━━━ RECORD EXCERPTS ━━━
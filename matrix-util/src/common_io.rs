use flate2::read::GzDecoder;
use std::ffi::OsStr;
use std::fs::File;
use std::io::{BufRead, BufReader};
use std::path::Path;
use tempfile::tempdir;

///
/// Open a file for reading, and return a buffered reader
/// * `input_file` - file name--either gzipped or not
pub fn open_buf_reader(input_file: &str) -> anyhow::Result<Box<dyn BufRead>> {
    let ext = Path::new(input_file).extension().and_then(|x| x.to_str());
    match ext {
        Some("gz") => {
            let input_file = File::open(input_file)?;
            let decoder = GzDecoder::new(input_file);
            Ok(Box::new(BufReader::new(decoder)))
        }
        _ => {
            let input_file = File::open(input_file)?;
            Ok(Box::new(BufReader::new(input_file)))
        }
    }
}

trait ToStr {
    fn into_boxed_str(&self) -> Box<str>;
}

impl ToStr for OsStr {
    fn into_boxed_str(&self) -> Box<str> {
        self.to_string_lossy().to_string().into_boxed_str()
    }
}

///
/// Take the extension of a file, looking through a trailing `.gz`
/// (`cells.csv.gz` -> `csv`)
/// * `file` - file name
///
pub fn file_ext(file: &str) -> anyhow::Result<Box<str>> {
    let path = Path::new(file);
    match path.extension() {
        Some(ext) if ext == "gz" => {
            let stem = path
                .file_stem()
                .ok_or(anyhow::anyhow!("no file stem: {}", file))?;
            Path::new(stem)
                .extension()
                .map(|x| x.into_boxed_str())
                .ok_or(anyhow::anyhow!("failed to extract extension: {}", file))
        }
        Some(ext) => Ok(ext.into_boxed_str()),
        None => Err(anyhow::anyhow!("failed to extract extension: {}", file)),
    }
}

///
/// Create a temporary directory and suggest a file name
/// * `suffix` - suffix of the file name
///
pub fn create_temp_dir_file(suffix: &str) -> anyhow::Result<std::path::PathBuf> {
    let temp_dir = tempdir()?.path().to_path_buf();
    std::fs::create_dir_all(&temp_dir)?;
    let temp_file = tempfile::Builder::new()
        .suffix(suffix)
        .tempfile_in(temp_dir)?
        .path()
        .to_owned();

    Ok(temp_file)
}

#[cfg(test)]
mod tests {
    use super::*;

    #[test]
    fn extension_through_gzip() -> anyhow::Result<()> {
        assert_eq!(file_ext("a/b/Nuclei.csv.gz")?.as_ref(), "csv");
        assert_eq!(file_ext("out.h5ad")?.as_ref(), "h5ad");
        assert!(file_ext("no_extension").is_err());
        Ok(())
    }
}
━━━
### TASK TO CARRY OUT
Wherever the word "extract" turns up in the records, copy out the line it is on.

### OUTPUT
                .ok_or(anyhow::anyhow!("failed to extract extension: {}", file))
        None => Err(anyhow::anyhow!("failed to extract extension: {}", file)),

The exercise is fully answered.